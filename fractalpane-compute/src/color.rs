//! Continuous (smooth) coloring of iteration results.
//!
//! Integer iteration counts band visibly at equal-count boundaries; the
//! fractional escape index μ = n − log₂(log₂|z|²) + K removes the banding
//! because |z_{n+1}|² ≈ |z_n|⁴ near escape makes μ continuous across the
//! count increments.

use crate::escape::IterationResult;
use std::f64::consts::TAU;

/// Offset K added to the fractional escape index. Any fixed constant keeps μ
/// continuous; 1.0 keeps μ non-negative for first-check escapes at the
/// radius.
pub const SMOOTH_OFFSET: f64 = 1.0;

/// Palette cycles across the normalized index range.
pub const PALETTE_FREQ: f64 = 3.0;

/// Per-channel phase of the cosine palette, as fractions of a full cycle.
pub const PALETTE_PHASE: [f64; 3] = [0.0, 0.1, 0.2];

/// Cosmetic gamma applied before 8-bit quantization.
pub const GAMMA: f64 = 0.6;

/// Fractional escape index μ for an escaped result.
///
/// Returns `None` for bounded orbits and for the degenerate |z|² ≤ 1 case
/// where log₂(log₂(·)) is undefined; callers fall back to the deterministic
/// interior color.
pub fn smooth_index(result: &IterationResult) -> Option<f64> {
    if !result.escaped {
        return None;
    }
    let norm_sqr = result.final_z.norm_sqr();
    if norm_sqr <= 1.0 {
        return None;
    }
    Some(result.count as f64 - libm::log2(libm::log2(norm_sqr)) + SMOOTH_OFFSET)
}

/// Map an iteration result to an RGB color.
///
/// Escaped points run μ through a periodic cosine palette with gamma
/// correction; bounded (in-set) points are pure black, chosen
/// deterministically instead of evaluating the smoothing logs on a possibly
/// zero magnitude.
pub fn color_of(result: &IterationResult, max_iter: u32) -> [u8; 3] {
    let Some(mu) = smooth_index(result) else {
        return [0, 0, 0];
    };
    if max_iter == 0 {
        return [0, 0, 0];
    }

    let t = (mu / max_iter as f64).clamp(0.0, 1.0);
    palette(t)
}

/// Cosine palette, continuous and periodic in `t`.
fn palette(t: f64) -> [u8; 3] {
    let mut rgb = [0u8; 3];
    for (channel, phase) in rgb.iter_mut().zip(PALETTE_PHASE) {
        let wave = 0.5 + 0.5 * libm::cos(TAU * (PALETTE_FREQ * t + phase));
        let corrected = libm::pow(wave, GAMMA);
        *channel = (corrected * 255.0).round().clamp(0.0, 255.0) as u8;
    }
    rgb
}
use fractalpane_core::FractalFamily;

/// Host-agnostic input events.
///
/// Pointer coordinates are in surface pixels with the origin at the top
/// left. Hosts translate their native events (mouse, touch, window,
/// control widgets) into these before handing them to the controller.
#[derive(Clone, Copy, Debug, PartialEq)]
pub enum InputEvent {
    PointerDown { x: f64, y: f64 },
    PointerMove { x: f64, y: f64 },
    PointerUp,
    /// Pointer left the surface; ends a drag like `PointerUp`.
    PointerLeave,
    /// Positive `delta` zooms out, negative zooms in, anchored at the
    /// pointer position.
    Wheel { x: f64, y: f64, delta: f64 },
    SetFamily(FractalFamily),
    SetPower(f64),
    SetJuliaConstant { re: f64, im: f64 },
    Resize { width: u32, height: u32 },
}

### What the task asks
Report each line in the data above that holds the word "Some" by copying it.

### Your response
    Some(result.count as f64 - libm::log2(libm::log2(norm_sqr)) + SMOOTH_OFFSET)
    let Some(mu) = smooth_index(result) else {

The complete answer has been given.